For Houston Airport System chief external affairs officer Saba Abashawl, promoting awareness is the most important step in the fight against human trafficking. “The more we are aware of the signs, of the impact, and what we can do to help recognise and stop human trafficking, the more weapons we have in our arsenal to combat it,” she stated in the handbook.
“Proactively preparing the people on the front lines, the dedicated people working at airports and for airlines, to be an active part of the efforts to identify and take action to stop human trafficking is an invaluable asset in reaching this important goal,” she added. “They can serve as vigilant eyes and ears and can help raise the public’s awareness.”
Another example of how an airport has raised awareness comes from Hartsfield-Jackson Atlanta International Airport, in partnership with the International Human Trafficking Institute (IHTI).
Over a three-month period in 2015, it ran the Freedom Expressions project, which exhibited more than 80 pieces of artwork from students and artists.

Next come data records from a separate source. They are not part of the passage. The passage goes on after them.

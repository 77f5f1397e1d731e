//! OpenAPI documentation configuration.
//!
//! This module defines the [`ApiDoc`] struct which generates the OpenAPI
//! specification for the REST API. It registers:
//!
//! - **Paths**: All HTTP endpoints from the inbound layer (users, pantry,
//!   items, health)
//! - **Schemas**: Domain payloads and the shared error envelope
//! - **Security**: Session cookie authentication scheme
//!
//! The generated specification is served by Swagger UI in debug builds.

use utoipa::openapi::security::{ApiKey, ApiKeyValue, SecurityScheme};
use utoipa::{Modify, OpenApi};

use crate::domain::{EnrichedItem, Error, ErrorCode, ExpiryStatus, PantryStats, PantryView};
use crate::inbound::http::items::{AddItemBody, CreatedItemResponse};
use crate::inbound::http::users::{AccountResponse, LoginBody, SignupBody};

/// Enrich the generated document with the session cookie security scheme.
struct SecurityAddon;

impl Modify for SecurityAddon {
    fn modify(&self, openapi: &mut utoipa::openapi::OpenApi) {
        let components = openapi
            .components
            .get_or_insert_with(utoipa::openapi::Components::default);

        components.add_security_scheme(
            "SessionCookie",
            SecurityScheme::ApiKey(ApiKey::Cookie(ApiKeyValue::with_description(
                "session",
                "Encrypted cookie session established by login or signup",
            ))),
        );
    }
}

/// Public OpenAPI surface used by Swagger UI and tooling.
#[derive(OpenApi)]
#[openapi(
    paths(
        crate::inbound::http::users::signup,
        crate::inbound::http::users::login,
        crate::inbound::http::users::logout,
        crate::inbound::http::users::current_user,
        crate::inbound::http::pantry::view_pantry,
        crate::inbound::http::items::add_item,
        crate::inbound::http::items::remove_item,
        crate::inbound::http::health::ready,
        crate::inbound::http::health::live,
    ),
    components(schemas(
        Error,
        ErrorCode,
        PantryView,
        PantryStats,
        EnrichedItem,
        ExpiryStatus,
        SignupBody,
        LoginBody,
        AccountResponse,
        AddItemBody,
        CreatedItemResponse,
    )),
    modifiers(&SecurityAddon),
    tags(
        (name = "users", description = "Account signup, login, and session"),
        (name = "pantry", description = "Expiry-reconciled pantry view"),
        (name = "items", description = "Pantry item mutations"),
        (name = "health", description = "Probes for orchestration"),
    ),
    security(("SessionCookie" = []))
)]
pub struct ApiDoc;
//! Test helpers for inbound HTTP components.

use actix_session::{storage::CookieSessionStore, SessionMiddleware};
use actix_web::cookie::Key;

/// Build a session middleware configured for tests.
///
/// - Generates a fresh signing/encryption key per invocation.
/// - Sets the cookie name to `session` and disables the `Secure` flag for
///   local HTTP tests.
pub fn test_session_middleware() -> SessionMiddleware<CookieSessionStore> {
    SessionMiddleware::builder(CookieSessionStore::default(), Key::generate())
        .cookie_name("session".to_owned())
        .cookie_secure(false)
        .build()
}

This not only attracted more than 100,000 visitors, but the project was broadcast in more than 20 countries by CNN International as it included an opening reception by the CNN Freedom Project.
One of the most visually-striking campaigns was by Toronto Crime Stoppers, of a silenced woman gagged by airline baggage tickets. These adverts are still shown at airports and offer a website link where the public can follow up for more information.
Increasing victim detection in all airports
The real-life examples, guidelines and campaign case studies offered in the handbook have been compiled to help airports combat trafficking and enhance support for passengers who are victims of these crimes.
“The safety and security of passengers remains all airports’ number one priority and the airport community is determined to work with border authorities and our partners across the world to help put a stop to the appalling crime of human trafficking,” stresses ACI World Director General Angela Gittens.
“Many of our airport members are already demonstrating their commitment to this effort and this handbook provides useful information and advice to strengthen our combined efforts in awareness, training and reporting.”